Confirmation threshold

[alerts]
fail_threshold = 3       # consecutive failures before a monitor is alerted down
alert_on_degraded = true # optional: also alert on degraded (same threshold)

A single failure shows the monitor as degraded on the page; only fail_threshold consecutive failures confirm down and fire the alert. Degraded alerts (up, but slower than the monitor’s degraded_over_ms) are opt-in and use the same anti-flap threshold.

Root-cause grouping

When a database takes ten services down with it, you get one notification - the root cause, with its blast radius - not eleven. Dependent monitors (via depends_on) confirmed down within the grouping window fold into their upstream’s alert, and their recoveries stay silent too. A monitor that flaps entirely inside the window sends nothing at all.

[alerts]
group_window_secs = 30   # 0 restores one-alert-per-monitor

Maintenance windows

Scheduled windows mute alerts for the affected monitors; checks keep being recorded and the card shows a “maintenance” badge:

[[maintenance]]
title = "DB upgrade"
start = "2026-06-08T00:00:00Z"   # RFC 3339
end   = "2026-06-08T02:00:00Z"
monitors = ["database"]          # empty = all monitors

Ad-hoc silences (deploy hooks)

The scriptable counterpart of a maintenance window - made for “mute while deploying”:

hora silence api,web 10m "deploying"   # CLI, straight into the database
hora silence list
hora silence clear

or from CI over HTTP:

curl -fsS -X POST -H "Authorization: Bearer $HORA_TOKEN" \
  "https://status.example.com/api/silence?monitors=api,web&duration=10m&reason=deploy"

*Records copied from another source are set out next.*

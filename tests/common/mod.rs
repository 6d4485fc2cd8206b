//! Scripted in-memory session clients shared by the integration tests

#![allow(dead_code)]

use std::sync::atomic::{AtomicUsize, Ordering};
use std::sync::{Arc, Mutex};

use serde_json::{json, Value};

use mapwalker::config::ScanSettings;
use mapwalker::context::ScanContext;
use mapwalker::geo::Location;
use mapwalker::identity::{AccountPool, Credentials, DeviceInfo, Identity, Provider};
use mapwalker::rpc::{Envelope, SessionClient, SessionFactory};
use mapwalker::store::MemoryStore;
use mapwalker::types::{now_ms, now_secs, Result, ScanError};

pub type Handler = dyn Fn(&Envelope) -> Result<Value> + Send + Sync;

/// Answers every envelope with the shared handler and records what was sent
pub struct ScriptedFactory {
    handler: Arc<Handler>,
    sent: Arc<Mutex<Vec<Vec<&'static str>>>>,
    proxies: Mutex<Vec<Option<String>>>,
    rejected: Arc<Vec<String>>,
    logins: Arc<AtomicUsize>,
}

impl ScriptedFactory {
    pub fn new(handler: impl Fn(&Envelope) -> Result<Value> + Send + Sync + 'static) -> Arc<Self> {
        Self::rejecting(&[], handler)
    }

    /// Like `new`, but logins for `usernames` are refused
    pub fn rejecting(
        usernames: &[&str],
        handler: impl Fn(&Envelope) -> Result<Value> + Send + Sync + 'static,
    ) -> Arc<Self> {
        Arc::new(Self {
            handler: Arc::new(handler),
            sent: Arc::new(Mutex::new(Vec::new())),
            proxies: Mutex::new(Vec::new()),
            rejected: Arc::new(usernames.iter().map(|u| u.to_string()).collect()),
            logins: Arc::new(AtomicUsize::new(0)),
        })
    }

    /// Call names of every envelope sent so far, in order
    pub fn sent(&self) -> Vec<Vec<&'static str>> {
        self.sent.lock().unwrap().clone()
    }

    /// Number of envelopes whose primary call was `name`
    pub fn count(&self, name: &str) -> usize {
        self.sent()
            .iter()
            .filter(|names| names.first() == Some(&name))
            .count()
    }

    pub fn opened(&self) -> usize {
        self.proxies.lock().unwrap().len()
    }

    /// Proxy each client was opened on, in order
    pub fn proxies(&self) -> Vec<Option<String>> {
        self.proxies.lock().unwrap().clone()
    }

    /// Number of authentication attempts across all clients
    pub fn logins(&self) -> usize {
        self.logins.load(Ordering::SeqCst)
    }
}

impl SessionFactory for ScriptedFactory {
    fn open(&self, _device: &DeviceInfo, proxy: Option<&str>) -> Arc<dyn SessionClient> {
        self.proxies.lock().unwrap().push(proxy.map(str::to_string));
        Arc::new(ScriptedSession {
            handler: Arc::clone(&self.handler),
            sent: Arc::clone(&self.sent),
            rejected: Arc::clone(&self.rejected),
            logins: Arc::clone(&self.logins),
            credentials: Mutex::new(None),
        })
    }
}

pub struct ScriptedSession {
    handler: Arc<Handler>,
    sent: Arc<Mutex<Vec<Vec<&'static str>>>>,
    rejected: Arc<Vec<String>>,
    logins: Arc<AtomicUsize>,
    credentials: Mutex<Option<Credentials>>,
}

impl SessionClient for ScriptedSession {
    fn set_position(&self, _location: Location) {}

    fn authenticate(&self, username: &str, _: Option<&str>, _: Provider) -> Result<Credentials> {
        self.logins.fetch_add(1, Ordering::SeqCst);
        if self.rejected.iter().any(|u| u == username) {
            return Err(ScanError::AuthRejected("invalid username or password".into()));
        }
        let credentials = valid_credentials();
        *self.credentials.lock().unwrap() = Some(credentials.clone());
        Ok(credentials)
    }

    fn restore(&self, credentials: &Credentials) -> bool {
        *self.credentials.lock().unwrap() = Some(credentials.clone());
        true
    }

    fn credentials(&self) -> Option<Credentials> {
        self.credentials.lock().unwrap().clone()
    }

    fn send(&self, envelope: &Envelope) -> Result<Value> {
        self.sent.lock().unwrap().push(envelope.names());
        (self.handler)(envelope)
    }
}

pub fn valid_credentials() -> Credentials {
    Credentials {
        access_token: "access".to_string(),
        expiry: now_secs() + 3600,
        refresh_token: Some("refresh".to_string()),
    }
}

/// An identity that resumes its session without logging in
pub fn identity(username: &str) -> Identity {
    let mut identity = Identity::new(username, "hunter2");
    identity.credentials = Some(valid_credentials());
    identity
}

/// A chained response carrying `payload` under `method`
pub fn ok_response(method: &str, payload: Value) -> Value {
    json!({
        "status_code": 1,
        "responses": {
            method: payload,
            "CHECK_CHALLENGE": {"show_challenge": false, "challenge_url": " "},
            "GET_INVENTORY": {"inventory_delta": {"inventory_items": []}}
        }
    })
}

pub fn map_response(status: i64, cells: Vec<Value>) -> Value {
    ok_response(
        "GET_MAP_OBJECTS",
        json!({"status": status, "map_cells": cells}),
    )
}

pub fn cell(wild: Vec<Value>, forts: Vec<Value>) -> Value {
    json!({
        "current_timestamp_ms": now_ms(),
        "wild_pokemons": wild,
        "forts": forts,
        "spawn_points": []
    })
}

pub fn wild(encounter_id: u64, species: u32, time_till_hidden_ms: i64) -> Value {
    json!({
        "encounter_id": encounter_id,
        "latitude": 40.0011,
        "longitude": -105.0013,
        "spawn_point_id": "87a2b3c",
        "time_till_hidden_ms": time_till_hidden_ms,
        "last_modified_timestamp_ms": now_ms(),
        "pokemon_data": {"pokemon_id": species}
    })
}

pub struct Harness {
    pub ctx: Arc<ScanContext>,
    pub accounts: Arc<AccountPool>,
    pub store: Arc<MemoryStore>,
    pub sessions: Arc<ScriptedFactory>,
}

pub fn harness(
    settings: ScanSettings,
    usernames: &[&str],
    sessions: Arc<ScriptedFactory>,
) -> Harness {
    harness_with(settings, usernames, sessions, |ctx| ctx)
}

/// Like `harness`, with a chance to attach more collaborators to the context
pub fn harness_with(
    settings: ScanSettings,
    usernames: &[&str],
    sessions: Arc<ScriptedFactory>,
    configure: impl FnOnce(ScanContext) -> ScanContext,
) -> Harness {
    let accounts = Arc::new(AccountPool::from_identities(
        usernames.iter().map(|u| identity(u)),
    ));
    let store = Arc::new(MemoryStore::new());
    let ctx = ScanContext::new(settings, Arc::clone(&accounts), sessions.clone())
        .with_store(store.clone());
    Harness {
        ctx: Arc::new(configure(ctx)),
        accounts,
        store,
        sessions,
    }
}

Durations look like 10m, 90s, 1h30m (max 7 days - anything longer belongs in a visible maintenance window). Checks keep recording; only alert transitions are muted, picked up on the next tick. The HTTP endpoint strictly requires server.auth_token; unknown monitor ids are rejected so a typo’d hook fails loudly instead of silencing nothing. Expired silences are swept automatically.

Weekly digest

The one notification that never signals a problem - a recap of the last seven days, sent on a cron schedule through your channels:

[digest]
schedule = "0 8 * * 1"     # five-field cron, UTC (default: Monday 08:00)
notify = ["ops-telegram"]  # optional; default: every configured channel

99.97% overall, 2 incidents
- API: 99.99%, 1 incident, budget 41m of 43m left (30d)
- Web: 100.00%

One line per monitor: uptime, incidents in the window, and the error budget left when an SLO is configured. The last-sent timestamp persists in the database, so a restart neither double-sends nor forgets - and a send missed while the daemon was down catches up once. Preview the exact text anytime with hora digest (a dry run; it notifies no one).

Announcements

Banners pinned on the status page (and the per-group pages), independent of any monitor - the mini-Statuspage half of self-hosted monitoring. Two ways to pin one:

Ad hoc, from the CLI or a remote API call - made for “during the incident”:

hora announce "Fibre incident" "ETA 6pm" --severity warning --until 4h
hora announce list
hora announce clear

curl -X POST -H "Authorization: Bearer $TOK" \
  "https://status.example.com/api/announce?title=Fibre+incident&severity=warning&until=4h"
curl -X DELETE -H "Authorization: Bearer $TOK" "https://status.example.com/api/announce"

--until (a duration like 4h, or 18:00 UTC) auto-expires the banner, so the classic stale “incident ongoing” banner three days later cannot happen by default. The API requires server.auth_token and the banner shows immediately (the summary cache is busted on write).

Declared in the config - for planned, longer-lived notices, or a GitOps workflow where announcements go through git:

[[incidents]]
title = "Investigating elevated latency"
body = "We are looking into reports of slow responses."
severity = "warning"             # info | warning | critical | resolved
at = "2026-06-07T12:00:00Z"

TLS expiry warnings

https:// monitors are warned alerts.cert_expiry_days before their certificate expires (default 14), through the same channels and routing.